Dataset entries
☆ ☆ ☆
//! Object encryption binding.
//!
//! [`ObjectCodec`] is a thin layer over the blob store's native
//! encryption parameter: the DEK is supplied per call to the write/read
//! primitive and never travels in the object's own metadata. Content is
//! not buffered in decrypted form beyond the read/write call itself.

use crate::blobstore::BlobStore;
use crate::error::StoreResult;
use crate::types::StoredObject;
use crypter_crypto::SymmetricKey;
use std::sync::Arc;
use tracing::debug;

/// Encrypts and decrypts object bytes through the blob store.
#[derive(Clone)]
pub struct ObjectCodec {
    store: Arc<dyn BlobStore>,
}

impl ObjectCodec {
    pub fn new(store: Arc<dyn BlobStore>) -> Self {
        Self { store }
    }

    /// Writes `data` under `name`, encrypted with `dek`.
    pub async fn put_encrypted(
        &self,
        name: &str,
        content_type: &str,
        data: Vec<u8>,
        dek: &SymmetricKey,
    ) -> StoreResult<StoredObject> {
        let size = data.len();
        let locator = self.store.write(name, content_type, data, Some(dek)).await?;
        debug!("stored {size} bytes encrypted as {name}");
        Ok(StoredObject {
            name: name.to_string(),
            content_type: content_type.to_string(),
            locator,
        })
    }

    /// Reads `name` decrypted with `dek`, returning its content type and
    /// bytes. A wrong DEK fails with `KeyMismatch`; the store never
    /// returns garbage as success.
    pub async fn get_decrypted(
        &self,
        name: &str,
        dek: &SymmetricKey,
    ) -> StoreResult<(String, Vec<u8>)> {
        let content_type = self.store.read_content_type(name, Some(dek)).await?;
        let data = self.store.read(name, Some(dek)).await?;
        debug!("fetched {} bytes decrypted from {name}", data.len());
        Ok((content_type, data))
    }
}
//! Wrapped-key sidecar persistence.
//!
//! The wrapped DEK is stored as a separate `text/plain` artifact named
//! `<object>-wDEK.key`, content base64 of the KMS ciphertext. The
//! artifact is already KMS ciphertext, so it is written without a
//! storage-layer encryption key; base64 is a storage-format concern,
//! not a security property.

use crate::blobstore::BlobStore;
use crate::error::{StoreError, StoreResult};
use crate::types::{sidecar_name, WrappedKey};
use base64::engine::general_purpose::STANDARD as BASE64;
use base64::Engine as _;
use std::sync::Arc;
use tracing::{debug, warn};

/// Persists and retrieves wrapped DEKs next to their objects.
#[derive(Clone)]
pub struct SidecarStore {
    store: Arc<dyn BlobStore>,
}

impl SidecarStore {
    pub fn new(store: Arc<dyn BlobStore>) -> Self {
        Self { store }
    }

    /// Stores the wrapped key for `object_name`, returning the sidecar's
    /// locator.
    pub async fn store(&self, object_name: &str, wrapped: &WrappedKey) -> StoreResult<String> {
        let name = sidecar_name(object_name);
        let encoded = BASE64.encode(&wrapped.ciphertext);
        let locator = self
            .store
            .write(&name, "text/plain", encoded.into_bytes(), None)
            .await?;
        debug!("stored wrapped-key sidecar {name}");
        Ok(locator)
    }

    /// Fetches and decodes the wrapped key for `object_name`.
    ///
    /// A missing sidecar is reported as [`StoreError::SidecarNotFound`]
    /// when the primary object exists (the pairing invariant is broken)
    /// and as [`StoreError::ObjectNotFound`] when nothing is there at
    /// all.
    pub async fn fetch(&self, object_name: &str) -> StoreResult<Vec<u8>> {
        let name = sidecar_name(object_name);
        let encoded = match self.store.read(&name, None).await {
            Ok(bytes) => bytes,
            Err(StoreError::ObjectNotFound(_)) => {
                return if self.store.exists(object_name).await? {
                    warn!("object {object_name} exists but its sidecar {name} is missing");
                    Err(StoreError::SidecarNotFound(object_name.to_string()))
                } else {
                    Err(StoreError::ObjectNotFound(object_name.to_string()))
                };
            }
            Err(e) => return Err(e),
        };

        let text = String::from_utf8(encoded)
            .map_err(|e| StoreError::Storage(format!("sidecar {name} is not text: {e}")))?;
        Ok(BASE64.decode(text.trim())?)
    }

    /// Deletes the sidecar for `object_name`.
    pub async fn delete(&self, object_name: &str) -> StoreResult<()> {
        self.store.delete(&sidecar_name(object_name)).await
    }
}
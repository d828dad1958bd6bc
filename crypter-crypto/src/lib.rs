//! Data encryption key (DEK) primitives for Crypter.
//!
//! A DEK is a freshly generated AES-256 key that encrypts exactly one
//! stored object. It exists in plaintext only between generation and
//! the moment its KMS-wrapped form is durably stored; the types here
//! zeroize key material on drop and never expose it through `Debug`.

mod error;
mod key;

pub use error::{CryptoError, CryptoResult};
pub use key::{generate_data_key, SymmetricKey, KEY_SIZE};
☆ ☆ ☆
§ **INSTRUCTIONS TO FOLLOW**
Write out all the data exactly.

§ **WRITTEN SOLUTION**
//! Object encryption binding.
//!
//! [`ObjectCodec`] is a thin layer over the blob store's native
//! encryption parameter: the DEK is supplied per call to the write/read
//! primitive and never travels in the object's own metadata. Content is
//! not buffered in decrypted form beyond the read/write call itself.

use crate::blobstore::BlobStore;
use crate::error::StoreResult;
use crate::types::StoredObject;
use crypter_crypto::SymmetricKey;
use std::sync::Arc;
use tracing::debug;

/// Encrypts and decrypts object bytes through the blob store.
#[derive(Clone)]
pub struct ObjectCodec {
    store: Arc<dyn BlobStore>,
}

impl ObjectCodec {
    pub fn new(store: Arc<dyn BlobStore>) -> Self {
        Self { store }
    }

    /// Writes `data` under `name`, encrypted with `dek`.
    pub async fn put_encrypted(
        &self,
        name: &str,
        content_type: &str,
        data: Vec<u8>,
        dek: &SymmetricKey,
    ) -> StoreResult<StoredObject> {
        let size = data.len();
        let locator = self.store.write(name, content_type, data, Some(dek)).await?;
        debug!("stored {size} bytes encrypted as {name}");
        Ok(StoredObject {
            name: name.to_string(),
            content_type: content_type.to_string(),
            locator,
        })
    }

    /// Reads `name` decrypted with `dek`, returning its content type and
    /// bytes. A wrong DEK fails with `KeyMismatch`; the store never
    /// returns garbage as success.
    pub async fn get_decrypted(
        &self,
        name: &str,
        dek: &SymmetricKey,
    ) -> StoreResult<(String, Vec<u8>)> {
        let content_type = self.store.read_content_type(name, Some(dek)).await?;
        let data = self.store.read(name, Some(dek)).await?;
        debug!("fetched {} bytes decrypted from {name}", data.len());
        Ok((content_type, data))
    }
}
//! Wrapped-key sidecar persistence.
//!
//! The wrapped DEK is stored as a separate `text/plain` artifact named
//! `<object>-wDEK.key`, content base64 of the KMS ciphertext. The
//! artifact is already KMS ciphertext, so it is written without a
//! storage-layer encryption key; base64 is a storage-format concern,
//! not a security property.

use crate::blobstore::BlobStore;
use crate::error::{StoreError, StoreResult};
use crate::types::{sidecar_name, WrappedKey};
use base64::engine::general_purpose::STANDARD as BASE64;
use base64::Engine as _;
use std::sync::Arc;
use tracing::{debug, warn};

/// Persists and retrieves wrapped DEKs next to their objects.
#[derive(Clone)]
pub struct SidecarStore {
    store: Arc<dyn BlobStore>,
}

impl SidecarStore {
    pub fn new(store: Arc<dyn BlobStore>) -> Self {
        Self { store }
    }

    /// Stores the wrapped key for `object_name`, returning the sidecar's
    /// locator.
    pub async fn store(&self, object_name: &str, wrapped: &WrappedKey) -> StoreResult<String> {
        let name = sidecar_name(object_name);
        let encoded = BASE64.encode(&wrapped.ciphertext);
        let locator = self
            .store
            .write(&name, "text/plain", encoded.into_bytes(), None)
            .await?;
        debug!("stored wrapped-key sidecar {name}");
        Ok(locator)
    }

    /// Fetches and decodes the wrapped key for `object_name`.
    ///
    /// A missing sidecar is reported as [`StoreError::SidecarNotFound`]
    /// when the primary object exists (the pairing invariant is broken)
    /// and as [`StoreError::ObjectNotFound`] when nothing is there at
    /// all.
    pub async fn fetch(&self, object_name: &str) -> StoreResult<Vec<u8>> {
        let name = sidecar_name(object_name);
        let encoded = match self.store.read(&name, None).await {
            Ok(bytes) => bytes,
            Err(StoreError::ObjectNotFound(_)) => {
                return if self.store.exists(object_name).await? {
                    warn!("object {object_name} exists but its sidecar {name} is missing");
                    Err(StoreError::SidecarNotFound(object_name.to_string()))
                } else {
                    Err(StoreError::ObjectNotFound(object_name.to_string()))
                };
            }
            Err(e) => return Err(e),
        };

        let text = String::from_utf8(encoded)
            .map_err(|e| StoreError::Storage(format!("sidecar {name} is not text: {e}")))?;
        Ok(BASE64.decode(text.trim())?)
    }

    /// Deletes the sidecar for `object_name`.
    pub async fn delete(&self, object_name: &str) -> StoreResult<()> {
        self.store.delete(&sidecar_name(object_name)).await
    }
}
repository d828dad1958bd6bc
filename crypter-crypto/src/lib.rs
//! Data encryption key (DEK) primitives for Crypter.
//!
//! A DEK is a freshly generated AES-256 key that encrypts exactly one
//! stored object. It exists in plaintext only between generation and
//! the moment its KMS-wrapped form is durably stored; the types here
//! zeroize key material on drop and never expose it through `Debug`.

mod error;
mod key;

pub use error::{CryptoError, CryptoResult};
pub use key::{generate_data_key, SymmetricKey, KEY_SIZE};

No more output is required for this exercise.